Due to the influence of such irregular errors, the accuracy of the neural network is lowered, resulting in poor stability of the neural network.

FIG. 1 illustrates a conventional neural network 1 and a learning method therefor.

A conventional neural network 1 includes a plurality of layers 11-1, 11-2, . . . , 11-n.

In the prior art disclosed in an article such as Joshi, V., Le Gallo, M., Haefeli, S. et al. Accurate deep neural network inference using computational phase-change memory.
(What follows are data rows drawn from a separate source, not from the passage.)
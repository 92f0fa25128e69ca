use chunkup_protocol::FileIdentity;
use chunkup_protocol::constants::{DEFAULT_CHUNK_SIZE, DEFAULT_MAX_CHUNK_COUNT};

use crate::TransferError;
use crate::types::ChunkDescriptor;

/// Partitioning parameters.
#[derive(Debug, Clone, Copy, PartialEq, Eq)]
pub struct SplitConfig {
    /// Target chunk size in bytes.
    pub chunk_size: u64,
    /// Upper bound on the number of chunks per file.
    pub max_chunk_count: u32,
}

impl Default for SplitConfig {
    fn default() -> Self {
        Self {
            chunk_size: DEFAULT_CHUNK_SIZE,
            max_chunk_count: DEFAULT_MAX_CHUNK_COUNT,
        }
    }
}

impl SplitConfig {
    pub fn validate(&self) -> Result<(), TransferError> {
        if self.chunk_size == 0 {
            return Err(TransferError::InvalidConfig(
                "chunk_size must be greater than zero".into(),
            ));
        }
        if self.max_chunk_count == 0 {
            return Err(TransferError::InvalidConfig(
                "max_chunk_count must be greater than zero".into(),
            ));
        }
        Ok(())
    }

    /// Number of chunks a file of `size` bytes splits into.
    pub fn chunk_count(&self, size: u64) -> Result<u32, TransferError> {
        self.validate()?;
        if size == 0 {
            return Ok(1);
        }
        let natural = size.div_ceil(self.chunk_size);
        Ok(natural.min(u64::from(self.max_chunk_count)) as u32)
    }

    /// Partitions `[0, size)` into ordered, contiguous chunk descriptors.
    ///
    /// When the natural count `ceil(size / chunk_size)` exceeds
    /// `max_chunk_count`, the chunk size is recomputed as `size / max` and
    /// boundaries fall at `floor(i * size / max)`. The result depends only
    /// on `(size, chunk_size, max_chunk_count)`.
    pub fn plan(
        &self,
        identity: &FileIdentity,
        size: u64,
    ) -> Result<Vec<ChunkDescriptor>, TransferError> {
        let count = self.chunk_count(size)?;
        let capped = size.div_ceil(self.chunk_size) > u64::from(self.max_chunk_count);

        let boundary = |i: u32| -> u64 {
            if capped {
                (u128::from(i) * u128::from(size) / u128::from(count)) as u64
            } else {
                (u64::from(i) * self.chunk_size).min(size)
            }
        };

        let chunks: Vec<ChunkDescriptor> = (0..count)
            .map(|i| {
                let start = boundary(i);
                let end = boundary(i + 1);
                ChunkDescriptor {
                    identity: identity.clone(),
                    sequence: i + 1,
                    offset: start,
                    len: end - start,
                }
            })
            .collect();

        tracing::debug!(
            hash = %identity.hash,
            bytes = size,
            chunks = chunks.len(),
            capped,
            "planned chunks"
        );
        Ok(chunks)
    }
}
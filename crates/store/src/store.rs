use std::path::{Path, PathBuf};

use chunkup_protocol::{ChunkName, FileIdentity};
use tracing::info;

use crate::{HashLocks, StoreConfig, StoreError};

const STAGING_DIR: &str = ".staging";

/// Server-side owner of all chunk and artifact storage.
pub struct ChunkStore {
    pub(crate) config: StoreConfig,
    pub(crate) locks: HashLocks,
}

impl ChunkStore {
    /// Opens the store, creating the upload root and staging area if absent.
    pub async fn open(config: StoreConfig) -> Result<Self, StoreError> {
        tokio::fs::create_dir_all(config.upload_root.join(STAGING_DIR)).await?;
        info!(
            root = %config.upload_root.display(),
            max_chunks = config.max_chunk_count,
            "chunk store opened"
        );
        Ok(Self {
            config,
            locks: HashLocks::new(),
        })
    }

    pub fn config(&self) -> &StoreConfig {
        &self.config
    }

    pub fn locks(&self) -> &HashLocks {
        &self.locks
    }

    /// Decodes a received chunk file name and checks it against the
    /// configured sequence limit.
    pub fn parse_chunk_name(&self, file_name: &str) -> Result<ChunkName, StoreError> {
        let name = ChunkName::parse(file_name)?;
        if name.sequence > self.config.max_chunk_count {
            return Err(StoreError::Malformed(format!(
                "sequence {} exceeds limit {}",
                name.sequence, self.config.max_chunk_count
            )));
        }
        Ok(name)
    }

    /// Directory holding the chunks of an in-progress upload.
    pub fn chunk_dir(&self, hash: &str) -> PathBuf {
        self.config.upload_root.join(hash)
    }

    /// Location of a chunk file.
    pub fn chunk_path(&self, name: &ChunkName) -> PathBuf {
        self.chunk_dir(&name.hash).join(name.to_string())
    }

    /// Location of a merged artifact.
    pub fn artifact_path(&self, identity: &FileIdentity) -> PathBuf {
        self.config.upload_root.join(identity.artifact_name())
    }

    /// Address reported to clients for an artifact.
    pub fn public_path(&self, file_name: &str) -> String {
        let base = self.config.public_base.trim_end_matches('/');
        if base.is_empty() {
            self.config
                .upload_root
                .join(file_name)
                .to_string_lossy()
                .into_owned()
        } else {
            format!("{base}/{file_name}")
        }
    }

    pub(crate) fn staging_path(&self, file_name: &str) -> PathBuf {
        self.config.upload_root.join(STAGING_DIR).join(file_name)
    }

    /// Decoded chunk names in `dir` that belong to `hash`, ascending by
    /// sequence. Entries that do not parse are skipped.
    pub(crate) async fn list_chunks(
        &self,
        dir: &Path,
        hash: &str,
    ) -> Result<Vec<ChunkName>, StoreError> {
        let mut names = Vec::new();
        let mut entries = tokio::fs::read_dir(dir).await?;
        while let Some(entry) = entries.next_entry().await? {
            let file_name = entry.file_name();
            let file_name = file_name.to_string_lossy();
            match ChunkName::parse(&file_name) {
                Ok(name) if name.hash == hash => names.push(name),
                _ => tracing::warn!(hash, entry = %file_name, "ignoring unexpected entry"),
            }
        }
        names.sort_by_key(|n| n.sequence);
        Ok(names)
    }
}

/// A suffixless artifact and its chunk directory share a path, so callers
/// check the entry type rather than mere existence.
pub(crate) async fn is_file(path: &Path) -> Result<bool, StoreError> {
    Ok(metadata(path).await?.is_some_and(|m| m.is_file()))
}

pub(crate) async fn is_dir(path: &Path) -> Result<bool, StoreError> {
    Ok(metadata(path).await?.is_some_and(|m| m.is_dir()))
}

async fn metadata(path: &Path) -> std::io::Result<Option<std::fs::Metadata>> {
    match tokio::fs::metadata(path).await {
        Ok(m) => Ok(Some(m)),
        Err(e) if e.kind() == std::io::ErrorKind::NotFound => Ok(None),
        Err(e) => Err(e),
    }
}

#[cfg(test)]
mod tests {
    use super::*;
    use tempfile::TempDir;

    async fn store_in(dir: &TempDir) -> ChunkStore {
        ChunkStore::open(StoreConfig::new(dir.path().join("upload")))
            .await
            .unwrap()
    }

    #[tokio::test]
    async fn open_creates_root_and_staging() {
        let dir = TempDir::new().unwrap();
        let store = store_in(&dir).await;
        assert!(store.config().upload_root.is_dir());
        assert!(dir.path().join("upload/.staging").is_dir());
    }

    #[tokio::test]
    async fn parse_respects_sequence_limit() {
        let dir = TempDir::new().unwrap();
        let mut config = StoreConfig::new(dir.path());
        config.max_chunk_count = 5;
        let store = ChunkStore::open(config).await.unwrap();

        assert!(store.parse_chunk_name("abc_5.bin").is_ok());
        assert!(matches!(
            store.parse_chunk_name("abc_6.bin"),
            Err(StoreError::Malformed(_))
        ));
        assert!(matches!(
            store.parse_chunk_name("../x_1.bin"),
            Err(StoreError::Malformed(_))
        ));
    }

    #[tokio::test]
    async fn public_path_with_and_without_base() {
        let dir = TempDir::new().unwrap();
        let mut config = StoreConfig::new(dir.path());
        config.public_base = "http://files.local:5000/".into();
        let store = ChunkStore::open(config).await.unwrap();
        assert_eq!(
            store.public_path("abc.bin"),
            "http://files.local:5000/abc.bin"
        );

        let plain = ChunkStore::open(StoreConfig::new(dir.path())).await.unwrap();
        assert_eq!(
            plain.public_path("abc.bin"),
            dir.path().join("abc.bin").to_string_lossy()
        );
    }

    #[tokio::test]
    async fn listing_sorts_numerically_and_skips_junk() {
        let dir = TempDir::new().unwrap();
        let store = store_in(&dir).await;
        let chunk_dir = store.chunk_dir("abc");
        std::fs::create_dir_all(&chunk_dir).unwrap();
        for name in ["abc_10.bin", "abc_2.bin", "abc_1.bin", "notes.txt", "zzz_3.bin"] {
            std::fs::write(chunk_dir.join(name), b"x").unwrap();
        }

        let names = store.list_chunks(&chunk_dir, "abc").await.unwrap();
        let seqs: Vec<u32> = names.iter().map(|n| n.sequence).collect();
        assert_eq!(seqs, vec![1, 2, 10]);
    }
}
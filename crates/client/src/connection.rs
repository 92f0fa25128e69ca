//! Transport abstraction used by the upload coordinator.
//!
//! [`WsClient`] implements it for real connections; tests implement it
//! in memory.

use std::future::Future;
use std::pin::Pin;

use chunkup_protocol::messages::{
    ChunksStatusResponse, MergeChunksRequest, MergeResultResponse, QueryChunksRequest,
};
use chunkup_protocol::{FileIdentity, Message, MessageType};
use chunkup_transfer::ChunkPayload;

use crate::{UploadError, WsClient};

/// A boxed future returned by connection methods.
pub type ConnFuture<'a, T> = Pin<Box<dyn Future<Output = Result<T, UploadError>> + Send + 'a>>;

/// The three upload operations offered by a server.
pub trait ChunkConnection: Send + Sync {
    /// Asks which chunks of `identity` the server already holds.
    fn query_chunks<'a>(
        &'a self,
        identity: &'a FileIdentity,
    ) -> ConnFuture<'a, ChunksStatusResponse>;

    /// Uploads one chunk and waits for the acknowledgement.
    fn upload_chunk<'a>(&'a self, chunk: &'a ChunkPayload) -> ConnFuture<'a, ()>;

    /// Requests reassembly of all stored chunks of `hash`.
    fn merge_chunks<'a>(&'a self, hash: &'a str) -> ConnFuture<'a, MergeResultResponse>;
}

impl ChunkConnection for WsClient {
    fn query_chunks<'a>(
        &'a self,
        identity: &'a FileIdentity,
    ) -> ConnFuture<'a, ChunksStatusResponse> {
        Box::pin(async move {
            let req = QueryChunksRequest {
                hash: identity.hash.clone(),
                suffix: identity.suffix.clone(),
            };
            let resp = self.send_request(MessageType::QueryChunks, Some(&req)).await?;
            expect_payload(resp, MessageType::ChunksStatus)
        })
    }

    fn upload_chunk<'a>(&'a self, chunk: &'a ChunkPayload) -> ConnFuture<'a, ()> {
        Box::pin(async move {
            let resp = self
                .send_chunk(&chunk.descriptor.file_name(), &chunk.checksum, &chunk.data)
                .await?;
            match resp.msg_type {
                MessageType::ChunkStored => Ok(()),
                other => Err(UploadError::UnexpectedReply(format!(
                    "{other:?} to chunk upload"
                ))),
            }
        })
    }

    fn merge_chunks<'a>(&'a self, hash: &'a str) -> ConnFuture<'a, MergeResultResponse> {
        Box::pin(async move {
            let req = MergeChunksRequest {
                hash: hash.to_string(),
            };
            let resp = self.send_request(MessageType::MergeChunks, Some(&req)).await?;
            expect_payload(resp, MessageType::MergeResult)
        })
    }
}

fn expect_payload<T: for<'de> serde::Deserialize<'de>>(
    resp: Message,
    expected: MessageType,
) -> Result<T, UploadError> {
    if resp.msg_type != expected {
        return Err(UploadError::UnexpectedReply(format!(
            "expected {expected:?}, got {:?}",
            resp.msg_type
        )));
    }
    resp.parse_payload()?
        .ok_or_else(|| UploadError::UnexpectedReply(format!("empty {expected:?} payload")))
}

#[cfg(test)]
mod tests {
    use super::*;
    use chunkup_protocol::messages::Status;

    #[test]
    fn expect_payload_checks_type() {
        let resp = Message::new(
            "1",
            MessageType::ChunksStatus,
            Some(&ChunksStatusResponse::fresh()),
        )
        .unwrap();
        let status: ChunksStatusResponse =
            expect_payload(resp, MessageType::ChunksStatus).unwrap();
        assert_eq!(status.status, Status::Fresh);

        let wrong = Message::new::<()>("2", MessageType::Pong, None).unwrap();
        assert!(matches!(
            expect_payload::<ChunksStatusResponse>(wrong, MessageType::ChunksStatus),
            Err(UploadError::UnexpectedReply(_))
        ));
    }

    #[test]
    fn expect_payload_requires_body() {
        let empty = Message::new::<()>("3", MessageType::MergeResult, None).unwrap();
        assert!(matches!(
            expect_payload::<MergeResultResponse>(empty, MessageType::MergeResult),
            Err(UploadError::UnexpectedReply(_))
        ));
    }
}
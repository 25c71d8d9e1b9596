//! tabsplit CLI — the main entry point.
//!
//! Commands:
//! - `serve` — Start the HTTP gateway
//! - `split` — Parse a receipt photo and split it from the terminal

use clap::{Parser, Subcommand};

mod commands;

#[derive(Parser)]
#[command(
    name = "tabsplit",
    about = "tabsplit — AI-assisted restaurant bill splitting",
    version,
    author
)]
struct Cli {
    #[command(subcommand)]
    command: Commands,

    /// Enable verbose logging
    #[arg(short, long, global = true)]
    verbose: bool,
}

#[derive(Subcommand)]
enum Commands {
    /// Start the HTTP gateway server
    Serve {
        /// Override the port
        #[arg(short, long)]
        port: Option<u16>,
    },

    /// Split a receipt from the terminal
    Split {
        /// Path to the receipt photo
        #[arg(short, long)]
        image: std::path::PathBuf,

        /// Apply these instructions and exit instead of going interactive
        /// (repeatable)
        #[arg(short, long)]
        command: Vec<String>,
    },
}

#[tokio::main]
async fn main() -> Result<(), Box<dyn std::error::Error>> {
    let cli = Cli::parse();

    // Initialize tracing
    let filter = if cli.verbose { "debug" } else { "info" };
    tracing_subscriber::fmt()
        .with_env_filter(
            tracing_subscriber::EnvFilter::try_from_default_env()
                .unwrap_or_else(|_| tracing_subscriber::EnvFilter::new(filter)),
        )
        .with_target(false)
        .init();

    match cli.command {
        Commands::Serve { port } => commands::serve::run(port).await?,
        Commands::Split { image, command } => commands::split::run(image, command).await?,
    }

    Ok(())
}
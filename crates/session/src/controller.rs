//! The bill session controller — thin orchestration over the pure core.

use std::sync::Arc;

use tokio::sync::Mutex;
use tracing::{debug, info, warn};

use tabsplit_core::assignment::Assignments;
use tabsplit_core::audit::{AuditRequest, SplitAuditor};
use tabsplit_core::error::{Error, Result};
use tabsplit_core::extract::{ReceiptExtractor, ReceiptImage};
use tabsplit_core::interpret::{CommandContext, CommandInterpreter};
use tabsplit_core::receipt::ReceiptData;
use tabsplit_core::settle::{Settlement, settle};

use crate::transcript::ChatEntry;

/// Fixed apology appended when interpretation fails. The split stays
/// exactly as it was.
pub const INTERPRETATION_FALLBACK: &str =
    "Sorry — I couldn't make sense of that instruction. Nothing was changed; try rephrasing it.";

/// Fixed message shown in place of a failed audit report.
pub const AUDIT_FALLBACK: &str =
    "The fairness review couldn't be completed right now. The split itself is unaffected.";

/// One bill's state plus the AI capabilities that operate on it.
///
/// Receipt and assignments are owned exclusively here; the capabilities
/// only ever see read-only views and return new values.
pub struct BillSession {
    extractor: Arc<dyn ReceiptExtractor>,
    interpreter: Arc<dyn CommandInterpreter>,
    auditor: Arc<dyn SplitAuditor>,
    receipt: Option<ReceiptData>,
    assignments: Assignments,
    transcript: Vec<ChatEntry>,
    epoch: u64,
}

/// What a processed command hands back to the caller.
#[derive(Debug, Clone)]
pub struct CommandOutcome {
    /// The interpreter's conversational reply (or the fixed fallback)
    pub reply: String,

    /// Assignment state after the command
    pub assignments: Assignments,

    /// Settlement recomputed from that state
    pub settlement: Settlement,

    /// False when interpretation failed and nothing was applied
    pub applied: bool,
}

/// Result of an audit call through [`SharedSession`].
#[derive(Debug, Clone, PartialEq, Eq)]
pub enum AuditOutcome {
    /// The narrative (or the fixed fallback on model failure)
    Report(String),

    /// The session was reset or got a new receipt while the model call was
    /// in flight; the result was discarded, not applied
    Stale,
}

impl BillSession {
    pub fn new(
        extractor: Arc<dyn ReceiptExtractor>,
        interpreter: Arc<dyn CommandInterpreter>,
        auditor: Arc<dyn SplitAuditor>,
    ) -> Self {
        Self {
            extractor,
            interpreter,
            auditor,
            receipt: None,
            assignments: Assignments::new(),
            transcript: Vec::new(),
            epoch: 0,
        }
    }

    pub fn receipt(&self) -> Option<&ReceiptData> {
        self.receipt.as_ref()
    }

    pub fn assignments(&self) -> &Assignments {
        &self.assignments
    }

    pub fn transcript(&self) -> &[ChatEntry] {
        &self.transcript
    }

    /// Generation counter; bumped on every upload and reset so that late
    /// async results can be recognized as stale.
    pub fn epoch(&self) -> u64 {
        self.epoch
    }

    /// Parse an uploaded receipt photo and start a fresh bill from it.
    ///
    /// On extraction failure no state changes at all — the previous
    /// receipt (if any) stays current and the user simply retries.
    pub async fn load_receipt(&mut self, image: &ReceiptImage) -> Result<&ReceiptData> {
        let receipt = self.extractor.extract(image).await?;
        info!(
            items = receipt.items.len(),
            total = receipt.total,
            "Receipt parsed"
        );

        self.assignments = Assignments::for_receipt(&receipt);
        self.transcript.clear();
        self.transcript.push(ChatEntry::assistant(format!(
            "I read {} item(s) off the receipt. Tell me who had what — e.g. \"the burger was Tom's\" or \"split the fries between everyone\".",
            receipt.items.len()
        )));
        self.epoch += 1;
        Ok(self.receipt.insert(receipt))
    }

    /// Process one user command: interpret → reduce → settle.
    ///
    /// The context handed to the interpreter reflects state *before* this
    /// command, so "everyone" resolves against the people already on the
    /// bill. The action batch is folded in all-or-nothing: on
    /// interpretation failure the store is untouched and the fixed
    /// apology is appended instead.
    pub async fn handle_command(&mut self, text: &str) -> Result<CommandOutcome> {
        let receipt = self.receipt.clone().ok_or(Error::NoReceipt)?;
        let context = CommandContext::from_state(&receipt, &self.assignments);
        self.transcript.push(ChatEntry::user(text));

        match self.interpreter.interpret(text, &context).await {
            Ok(interpretation) => {
                debug!(
                    actions = interpretation.assignments.len(),
                    "Applying interpreted actions"
                );
                self.assignments = self.assignments.apply(&interpretation.assignments);
                self.transcript
                    .push(ChatEntry::assistant(&interpretation.reply));

                Ok(CommandOutcome {
                    reply: interpretation.reply,
                    settlement: settle(&receipt, &self.assignments),
                    assignments: self.assignments.clone(),
                    applied: true,
                })
            }
            Err(e) => {
                warn!(error = %e, "Interpretation failed; assignments unchanged");
                self.transcript
                    .push(ChatEntry::assistant(INTERPRETATION_FALLBACK));

                Ok(CommandOutcome {
                    reply: INTERPRETATION_FALLBACK.into(),
                    settlement: settle(&receipt, &self.assignments),
                    assignments: self.assignments.clone(),
                    applied: false,
                })
            }
        }
    }

    /// Recompute the settlement from current state.
    pub fn settlement(&self) -> Result<Settlement> {
        let receipt = self.receipt.as_ref().ok_or(Error::NoReceipt)?;
        Ok(settle(receipt, &self.assignments))
    }

    /// Snapshot everything an audit needs, plus the epoch to check the
    /// result against once the model call returns.
    pub fn audit_snapshot(&self) -> Result<(AuditRequest, u64)> {
        let receipt = self.receipt.as_ref().ok_or(Error::NoReceipt)?;
        let settlement = settle(receipt, &self.assignments);
        Ok((AuditRequest::new(receipt, &settlement), self.epoch))
    }

    /// Drop all bill state. The epoch bump invalidates any in-flight
    /// audit.
    pub fn reset(&mut self) {
        self.receipt = None;
        self.assignments = Assignments::new();
        self.transcript.clear();
        self.epoch += 1;
        info!("Session reset");
    }
}

/// A session behind a lock, safe to hand to concurrent callers.
///
/// Commands and uploads are single-flight: a second submission while one
/// is in flight is rejected with [`Error::Busy`] rather than queued,
/// because the reducer's read-modify-write must not interleave. Reads
/// (settlement, transcript) wait their turn instead.
#[derive(Clone)]
pub struct SharedSession {
    inner: Arc<Mutex<BillSession>>,
    auditor: Arc<dyn SplitAuditor>,
}

impl SharedSession {
    pub fn new(session: BillSession) -> Self {
        let auditor = session.auditor.clone();
        Self {
            inner: Arc::new(Mutex::new(session)),
            auditor,
        }
    }

    pub async fn load_receipt(&self, image: &ReceiptImage) -> Result<ReceiptData> {
        let mut session = self.inner.try_lock().map_err(|_| Error::Busy)?;
        session.load_receipt(image).await.map(|r| r.clone())
    }

    pub async fn handle_command(&self, text: &str) -> Result<CommandOutcome> {
        let mut session = self.inner.try_lock().map_err(|_| Error::Busy)?;
        session.handle_command(text).await
    }

    pub async fn settlement(&self) -> Result<Settlement> {
        self.inner.lock().await.settlement()
    }

    pub async fn receipt(&self) -> Option<ReceiptData> {
        self.inner.lock().await.receipt().cloned()
    }

    pub async fn transcript(&self) -> Vec<ChatEntry> {
        self.inner.lock().await.transcript().to_vec()
    }

    pub async fn reset(&self) {
        self.inner.lock().await.reset();
    }

    /// Run the fairness audit.
    ///
    /// The session lock is NOT held while the model call is in flight —
    /// commands keep working during a slow audit. If the session was reset
    /// or re-uploaded in the meantime the narrative no longer describes
    /// current state, so it is discarded as [`AuditOutcome::Stale`].
    pub async fn audit(&self) -> Result<AuditOutcome> {
        let (request, epoch) = {
            let session = self.inner.lock().await;
            session.audit_snapshot()?
        };

        let report = match self.auditor.audit(&request).await {
            Ok(report) => report,
            Err(e) => {
                warn!(error = %e, "Audit failed; using fallback message");
                AUDIT_FALLBACK.to_string()
            }
        };

        let session = self.inner.lock().await;
        if session.epoch() != epoch {
            debug!("Discarding stale audit result");
            return Ok(AuditOutcome::Stale);
        }
        Ok(AuditOutcome::Report(report))
    }
}
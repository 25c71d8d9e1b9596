//! Item-to-person assignment state and the reducer that evolves it.
//!
//! [`Assignments`] is the single source of truth for "who owes what". It is
//! mutated only through [`Assignments::apply`], which folds a batch of
//! structured actions into a fresh value — the input is never touched, so
//! a failed command can simply drop the batch and keep the prior state.

use indexmap::{IndexMap, IndexSet};
use serde::{Deserialize, Serialize};

use crate::receipt::ReceiptData;

/// What a single instruction does to the items it names.
#[derive(Debug, Clone, Copy, PartialEq, Eq, Serialize, Deserialize)]
#[serde(rename_all = "lowercase")]
pub enum ActionKind {
    Assign,
    Unassign,
}

/// One structured instruction from the command interpreter.
///
/// This is the wire contract with the external model: a batch of these is
/// applied atomically, left to right.
#[derive(Debug, Clone, PartialEq, Serialize, Deserialize)]
pub struct AssignmentAction {
    #[serde(default)]
    pub item_ids: Vec<String>,

    #[serde(default)]
    pub people: Vec<String>,

    pub action: ActionKind,
}

impl AssignmentAction {
    /// Build an assign action.
    pub fn assign(
        item_ids: impl IntoIterator<Item = impl Into<String>>,
        people: impl IntoIterator<Item = impl Into<String>>,
    ) -> Self {
        Self {
            item_ids: item_ids.into_iter().map(Into::into).collect(),
            people: people.into_iter().map(Into::into).collect(),
            action: ActionKind::Assign,
        }
    }

    /// Build an unassign action.
    pub fn unassign(
        item_ids: impl IntoIterator<Item = impl Into<String>>,
        people: impl IntoIterator<Item = impl Into<String>>,
    ) -> Self {
        Self {
            item_ids: item_ids.into_iter().map(Into::into).collect(),
            people: people.into_iter().map(Into::into).collect(),
            action: ActionKind::Unassign,
        }
    }
}

/// Who is currently responsible for each receipt item.
///
/// Maps item id → set of person names. Both the map and the per-item sets
/// preserve insertion order: previously-assigned people keep their relative
/// order and newly added people are appended, which makes output (and tests)
/// deterministic. An absent key means the same thing as an empty set:
/// unassigned.
#[derive(Debug, Clone, Default, PartialEq, Serialize, Deserialize)]
#[serde(transparent)]
pub struct Assignments {
    by_item: IndexMap<String, IndexSet<String>>,
}

impl Assignments {
    /// An empty store with no item entries at all.
    pub fn new() -> Self {
        Self::default()
    }

    /// One empty set per item id, in receipt order — the state right after
    /// a receipt is parsed.
    pub fn for_receipt(receipt: &ReceiptData) -> Self {
        let by_item = receipt
            .items
            .iter()
            .map(|item| (item.id.clone(), IndexSet::new()))
            .collect();
        Self { by_item }
    }

    /// The people assigned to `item_id`, if any entry exists.
    pub fn assignees(&self, item_id: &str) -> Option<&IndexSet<String>> {
        self.by_item.get(item_id)
    }

    /// Every distinct person across all items, in first-seen order. This is
    /// the "existing people" set handed to the interpreter so that
    /// "everyone" resolves against real names.
    pub fn people(&self) -> IndexSet<String> {
        let mut people = IndexSet::new();
        for assignees in self.by_item.values() {
            for name in assignees {
                people.insert(name.clone());
            }
        }
        people
    }

    /// Iterate `(item_id, assignees)` in map order.
    pub fn iter(&self) -> impl Iterator<Item = (&String, &IndexSet<String>)> {
        self.by_item.iter()
    }

    /// True when no item has anyone assigned.
    pub fn is_all_unassigned(&self) -> bool {
        self.by_item.values().all(IndexSet::is_empty)
    }

    /// Fold a batch of actions into a new store. The reducer.
    ///
    /// Actions apply left to right, so later actions in the same batch
    /// observe the effect of earlier ones. An action with an empty people
    /// list is a no-op for every item it names. Item ids that are not on
    /// the receipt are accepted and get an entry anyway — the interpreter
    /// may hallucinate ids, and reconciliation against the real item list
    /// happens at settlement time.
    #[must_use = "apply returns a new store; the input is unchanged"]
    pub fn apply(&self, actions: &[AssignmentAction]) -> Assignments {
        let mut next = self.clone();
        for action in actions {
            if action.people.is_empty() {
                continue;
            }
            for item_id in &action.item_ids {
                let assignees = next.by_item.entry(item_id.clone()).or_default();
                match action.action {
                    ActionKind::Assign => {
                        for person in &action.people {
                            assignees.insert(person.clone());
                        }
                    }
                    ActionKind::Unassign => {
                        for person in &action.people {
                            assignees.shift_remove(person);
                        }
                    }
                }
            }
        }
        next
    }
}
Nat Commun 11, 2473 (2020). https://doi.org/10.1038/s41467-020-16108-9, additional learning is performed by adding random noise to the weights W₁, W₂, . . . , W_ncorresponding to the plurality of layers, respectively.

Through this method, robustness of the neural network 1 can be enhanced to some extent, but not enough for practical applications.

SUMMARY

In accordance with an embodiment of the present disclosure, a learning method of a neural network may include preparing a second neural network having the same weights as a first neural network which is pre-trained; adding noise to weights of the first neural network; generating a first output data of the first neural network and generating a second output data of the second neural network by providing input data to the first neural network and the second neural network; and calculating a loss function using the first output data, the second output data, and a true value corresponding to the input data.

BRIEF DESCRIPTION OF THE DRAWINGS

The accompanying figures, where like reference numerals refer to identical or functionally similar elements throughout the separate views, together with the detailed description below, are incorporated in and form part of the specification, and serve to further illustrate various embodiments, and explain various principles and advantages of those embodiments.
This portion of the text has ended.